Baldi Rossi: «Che sofferenza non poter giocare»

di Daniele Battistel

Ha gioito e sofferto come gli altri ragazzi, goduto per la vittoria contro Pistoia e maledetto gli ultimi 4 secondi della partita con Avellino. Tutto con i suoi compagni, tranne per il fatto che lui in campo non ha potuto scendere. Per colpa di quel maledetto scontro di gioco subito a Reggio Emilia. In attesa dell’operazione per ridurre la lesione parziale del legamento crociato anteriore Filippo Baldi Rossi si è visto le finali di Coppa Italia dal fondo della panchina vicino al gm Trainotti.

Dispiacere per come è andata a finire?

«Un po’ di delusione c’è, inutile negarlo. Non è che ci fossimo dati la vittoria come obiettivo secco, ma per come è andata con Avellino diciamo che in finale potevamo arrivarci. Eravamo partiti male disputando due quarti un po’ impacciati contro Pistoia. Poi, però, ci siamo ripresi e sabato abbiamo messo in forte difficoltà Avellino, per esempio stoppando qualche loro giocata».

Per esempio?

«Sul pick and roll di Marques Green abbiamo fatto un buon lavoro per impedirgli i tiri da tre. Peccato che ci siamo un po’ scoperti sui loro lunghi Buva e Cervi. D’altronde era un rischio da prendere. Tutto sommato usciamo dalla Coppa a testa alta. Tutti hanno dato tutto e ora si deve guardare ai prossimi impegni. Quelle delle Final 8 sono partite da “dentro o fuori”, diverse dal campionato. Ma questo lo impari soltanto con l’esperienza. Ora sotto con Saragozza (la squadra è già partita stamattina in vista della partita di mercoledì, ndr)».

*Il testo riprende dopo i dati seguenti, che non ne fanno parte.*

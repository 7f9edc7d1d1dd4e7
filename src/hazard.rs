//! Hazard records and the values used to create and edit them.

use std::fmt;
use std::str::FromStr;

use chrono::{DateTime, Utc};
use serde::{Deserialize, Deserializer, Serialize, de};

use crate::error::HazardError;
use crate::geo_math::GeoPoint;

#[derive(Debug, Clone, Copy, PartialEq, Eq, Hash, PartialOrd, Ord, Serialize, Deserialize)]
#[serde(transparent)]
pub struct HazardId(pub u64);

impl fmt::Display for HazardId {
    fn fmt(&self, f: &mut fmt::Formatter<'_>) -> fmt::Result {
        write!(f, "{}", self.0)
    }
}

/// Opaque identifier of the reporting user, supplied by the caller.
#[derive(Debug, Clone, PartialEq, Eq, Hash, Serialize, Deserialize)]
#[serde(transparent)]
pub struct ReporterId(pub String);

impl fmt::Display for ReporterId {
    fn fmt(&self, f: &mut fmt::Formatter<'_>) -> fmt::Result {
        f.write_str(&self.0)
    }
}

impl From<&str> for ReporterId {
    fn from(s: &str) -> Self {
        ReporterId(s.to_string())
    }
}

#[derive(Debug, Clone, Copy, PartialEq, Eq, Hash, Serialize)]
#[serde(rename_all = "SCREAMING_SNAKE_CASE")]
pub enum HazardCategory {
    /// Dog off its leash
    Leash,
    /// Dog without a muzzle
    Muzzle,
    AggressiveDog,
    HazardousMaterial,
    Wildlife,
    LowLight,
    /// Bicycle or vehicle traffic
    BikeCar,
    /// Waste not collected
    PoopLeft,
}

impl HazardCategory {
    pub const ALL: [HazardCategory; 8] = [
        HazardCategory::Leash,
        HazardCategory::Muzzle,
        HazardCategory::AggressiveDog,
        HazardCategory::HazardousMaterial,
        HazardCategory::Wildlife,
        HazardCategory::LowLight,
        HazardCategory::BikeCar,
        HazardCategory::PoopLeft,
    ];

    pub fn as_str(&self) -> &'static str {
        match self {
            HazardCategory::Leash => "LEASH",
            HazardCategory::Muzzle => "MUZZLE",
            HazardCategory::AggressiveDog => "AGGRESSIVE_DOG",
            HazardCategory::HazardousMaterial => "HAZARDOUS_MATERIAL",
            HazardCategory::Wildlife => "WILDLIFE",
            HazardCategory::LowLight => "LOW_LIGHT",
            HazardCategory::BikeCar => "BIKE_CAR",
            HazardCategory::PoopLeft => "POOP_LEFT",
        }
    }
}

impl fmt::Display for HazardCategory {
    fn fmt(&self, f: &mut fmt::Formatter<'_>) -> fmt::Result {
        f.write_str(self.as_str())
    }
}

impl FromStr for HazardCategory {
    type Err = HazardError;

    fn from_str(s: &str) -> Result<Self, Self::Err> {
        let wanted = s.trim();
        HazardCategory::ALL
            .into_iter()
            .find(|c| c.as_str().eq_ignore_ascii_case(wanted))
            .ok_or_else(|| HazardError::validation(format!("unknown hazard category '{}'", s)))
    }
}

// Accepts any casing, same as `FromStr`.
impl<'de> Deserialize<'de> for HazardCategory {
    fn deserialize<D>(deserializer: D) -> Result<Self, D::Error>
    where
        D: Deserializer<'de>,
    {
        let raw = String::deserialize(deserializer)?;
        raw.parse().map_err(de::Error::custom)
    }
}

/// Lifecycle of a record. `Deleted` is terminal.
#[derive(Debug, Clone, Copy, PartialEq, Eq, Serialize)]
#[serde(tag = "status", rename_all = "camelCase")]
pub enum HazardState {
    Active,
    Deleted { at: DateTime<Utc> },
}

#[derive(Debug, Clone, PartialEq, Serialize)]
#[serde(rename_all = "camelCase")]
pub struct HazardRecord {
    pub(crate) id: HazardId,
    pub(crate) category: HazardCategory,
    pub(crate) location: GeoPoint,
    pub(crate) description: Option<String>,
    pub(crate) image_ref: Option<String>,
    pub(crate) reporter_id: ReporterId,
    pub(crate) created_at: DateTime<Utc>,
    pub(crate) state: HazardState,
}

impl HazardRecord {
    pub fn id(&self) -> HazardId {
        self.id
    }

    pub fn category(&self) -> HazardCategory {
        self.category
    }

    pub fn location(&self) -> GeoPoint {
        self.location
    }

    pub fn description(&self) -> Option<&str> {
        self.description.as_deref()
    }

    pub fn image_ref(&self) -> Option<&str> {
        self.image_ref.as_deref()
    }

    pub fn reporter_id(&self) -> &ReporterId {
        &self.reporter_id
    }

    pub fn created_at(&self) -> DateTime<Utc> {
        self.created_at
    }

    pub fn state(&self) -> HazardState {
        self.state
    }

    pub fn deleted_at(&self) -> Option<DateTime<Utc>> {
        match self.state {
            HazardState::Active => None,
            HazardState::Deleted { at } => Some(at),
        }
    }

    pub fn is_active(&self) -> bool {
        matches!(self.state, HazardState::Active)
    }
}

/// Input of a hazard report. Coordinates are checked when the report is
/// inserted.
#[derive(Debug, Clone)]
pub struct NewHazard {
    pub reporter_id: ReporterId,
    pub category: HazardCategory,
    pub description: Option<String>,
    pub latitude: f64,
    pub longitude: f64,
    pub image_ref: Option<String>,
}

/// Edit of an existing report. `None` keeps the current value.
#[derive(Debug, Clone, Default)]
pub struct HazardPatch {
    pub category: Option<HazardCategory>,
    pub description: Option<String>,
    /// (latitude, longitude)
    pub location: Option<(f64, f64)>,
    pub image_ref: Option<String>,
}

/// Optional restrictions applied on top of a radius or category query.
#[derive(Debug, Clone, Copy, Default, PartialEq)]
pub struct HazardFilter {
    pub category: Option<HazardCategory>,
    pub reported_since: Option<DateTime<Utc>>,
}

impl HazardFilter {
    pub fn category(category: HazardCategory) -> Self {
        Self {
            category: Some(category),
            ..Self::default()
        }
    }

    pub fn since(mut self, at: DateTime<Utc>) -> Self {
        self.reported_since = Some(at);
        self
    }

    pub fn matches(&self, record: &HazardRecord) -> bool {
        self.category.is_none_or(|c| c == record.category)
            && self.reported_since.is_none_or(|t| record.created_at >= t)
    }
}

/// A hazard returned by a radius query, with its distance from the query
/// center.
#[derive(Debug, Clone, PartialEq, Serialize)]
#[serde(rename_all = "camelCase")]
pub struct NearbyHazard {
    #[serde(flatten)]
    pub hazard: HazardRecord,
    pub distance_meters: f64,
}
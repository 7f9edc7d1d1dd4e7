//! Hazard reports for dog walkers: a spatial index of reported hazards,
//! radius and category queries over it, straight-line route checks, and
//! emergency guidance built on top.

pub mod api;
pub mod config;
pub mod emergency;
pub mod error;
pub mod geo_math;
pub mod hazard;
pub mod index;
pub mod proximity;
pub mod route;

pub use emergency::{EmergencyCoordinator, EmergencyResponse, SafeRouteRecommendation};
pub use error::{HazardError, Result};
pub use geo_math::{GeoPoint, haversine_distance};
pub use hazard::{
    HazardCategory, HazardFilter, HazardId, HazardPatch, HazardRecord, HazardState, NearbyHazard,
    NewHazard, ReporterId,
};
pub use index::{HazardIndex, HazardSource};
pub use proximity::ProximityQueryService;
pub use route::{RouteSafety, RouteSafetyEvaluator};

Cosa si poteva fare di diverso?

«Contro Avellino abbiamo costruito ottimi tiri ma siamo riusciti a concretizzare soltanto con un grandissimo Toto. Sanders e Trent, che sono i nostri tiratori, non sono stati così precisi».

Da bordo campo come si vive la partita?

«Si soffre tanto. Se la perdo ma l’ho giocata, anche male, in qualche modo riesco a sfogarmi. Adesso, invece, l’unico modo in cui posso rendermi utile è dare consigli ai miei compagni e trasmettere positività. Sto cercando di farlo ma stare seduto è davvero dura».

Come ha visto il debutto del suo sostituto, Jared Berggren?

«È l’innesto che ci può aiutare. Noi siamo una squadra molto perimetrale e lui è un giocatore d’area, ha un tiro da 4 - 5 metri, gli piace rollare. Ci può dare anche una dimensione interna».

Per quanto riguarda la sua operazione, quando sarà?

«Tra una decina di giorni a Reggio Emilia. Poi serviranno dai 4 ai 5 mesi di riabilitazione. In questi giorni stiamo mettendo giù il piano la tabella per il recupero con la società. Passo dopo passo faremo quello che c’è da fare».

Dalle sue parole pare di capire che la vedremo a Trento anche l’anno prossimo.

«Penso che possa esserci interesse da entrambe le parti. Con il gm Trainotti devo ancora parlare ma penso che quando sarà il momento ci troveremo attorno ad un tavolo e discuteremo serenamente».